American silent action film

Flying High is a 1926 American silent action film directed by Charles Hutchison and starring William Fairbanks, Alice Calhoun and Frank Rice. The film is based on a magazine story by William Henry Cook, entitled "The Watchman in the Sky."

Flying High was the fourth of eight William Fairbanks productions released through Lumas Film Corporation. Shooting began in December 1926.

==Plot==
This plot description appeared in Motion Picture News. A broke, ex-army aviator is offered money to deliver a stolen package by airplane. He learns of theft and is hired to run-down the thieves by the president of the Aero Company, who has a daughter with whom the aviator is in love. The aviator outwits the thieves and succeeds in arresting them, while also getting the girl.

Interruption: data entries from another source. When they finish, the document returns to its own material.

// src/utils/jwt.rs

use std::time::{SystemTime, UNIX_EPOCH};

use axum::{
    body::Body,
    extract::State,
    http::{Request, header},
    middleware::Next,
    response::Response,
};
use jsonwebtoken::{DecodingKey, EncodingKey, Header, Validation, decode, encode};
use serde::{Deserialize, Serialize};

use crate::{config::Config, error::AppError};

/// JWT Claims structure.
#[derive(Debug, Deserialize, Serialize, Clone)]
pub struct Claims {
    /// Subject - Stores the User ID (as string).
    pub sub: String,
    pub username: String,
    /// Expiration time as Unix timestamp.
    pub exp: usize,
}

impl Claims {
    /// Parses the subject claim back into a user id.
    /// A token carrying a non-numeric subject is treated as a malformed identifier.
    pub fn user_id(&self) -> Result<i64, AppError> {
        self.sub
            .parse::<i64>()
            .map_err(|_| AppError::BadRequest("malformatted id".to_string()))
    }
}

/// Signs a new JWT for the user.
pub fn sign_jwt(
    id: i64,
    username: &str,
    secret: &str,
    expiration_seconds: u64,
) -> Result<String, AppError> {
    // Calculate expiration: current time + expiration_seconds
    let expiration = SystemTime::now()
        .duration_since(UNIX_EPOCH)
        .map_err(|e| AppError::InternalServerError(e.to_string()))?
        .as_secs() as usize
        + expiration_seconds as usize;

    let claims = Claims {
        sub: id.to_string(), // Store User ID in 'sub' claim
        username: username.to_owned(),
        exp: expiration,
    };

    encode(
        &Header::default(),
        &claims,
        &EncodingKey::from_secret(secret.as_bytes()),
    )
    .map_err(|e| AppError::InternalServerError(e.to_string()))
}

/// Verifies and decodes a JWT string.
///
/// Returns the `Claims` if valid, otherwise returns an `AppError`.
pub fn verify_jwt(token: &str, secret: &str) -> Result<Claims, AppError> {
    let token_data = decode(
        token,
        &DecodingKey::from_secret(secret.as_bytes()),
        &Validation::default(),
    )
    .map_err(|_| AppError::AuthError("token invalid".to_string()))?;

    Ok(token_data.claims)
}

/// Axum Middleware: Authentication.
///
/// Intercepts requests, validates the 'Authorization: Bearer <token>' header.
/// If valid, injects `Claims` into the request extensions for handlers to use.
/// If missing or invalid, returns 401 with a JSON error body before any
/// mutation is attempted.
pub async fn auth_middleware(
    State(config): State<Config>,
    mut req: Request<Body>,
    next: Next,
) -> Result<Response, AppError> {
    let auth_header = req
        .headers()
        .get(header::AUTHORIZATION)
        .and_then(|value| value.to_str().ok());

    let token = match auth_header {
        Some(header) if header.starts_with("Bearer ") => &header[7..],
        _ => return Err(AppError::AuthError("token missing".to_string())),
    };

    let claims = verify_jwt(token, &config.jwt_secret)?;
    req.extensions_mut().insert(claims);

    Ok(next.run(req).await)
}
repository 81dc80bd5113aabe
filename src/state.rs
use crate::config::Config;
use axum::extract::FromRef;
use sqlx::SqlitePool;

#[derive(Clone)]
pub struct AppState {
    pub pool: SqlitePool,
    pub config: Config,
}

impl FromRef<AppState> for SqlitePool {
    fn from_ref(state: &AppState) -> Self {
        state.pool.clone()
    }
}

impl FromRef<AppState> for Config {
    fn from_ref(state: &AppState) -> Self {
        state.config.clone()
    }
}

A contemporary Variety review notes that the plot features "a society woman who is a spy for the air thieves" and "her husband, who runs an aerial express company to mask his operations as the bandits' master mind." The review also reveals that there is a "capital thrill incident, with the hero making a parachute descent into the bandit's hiding place from his own plane," and capturing the bandits.

==Cast==
- William Fairbanks as Roy Cummins
- Alice Calhoun as Patricia Barton
- Frank Rice as Haines - the Mechanic
- LeRoy Mason as Lester Swope
- Jimmy Anderson as Carson
- Cecile Cameron as Vera Owens
- Joseph W. Girard as Col. Rockliffe Owens
- James Gordon as V.E. Martin

==Reception==
Variety described the film as a "'stunt' melodrama with a wealth of highly flavored action." The review praised the airplane stunt work, but found the interpersonal drama to be "futile and juvenile." The review called the plot "cumbersome," and the climax, "a bit too elaborate."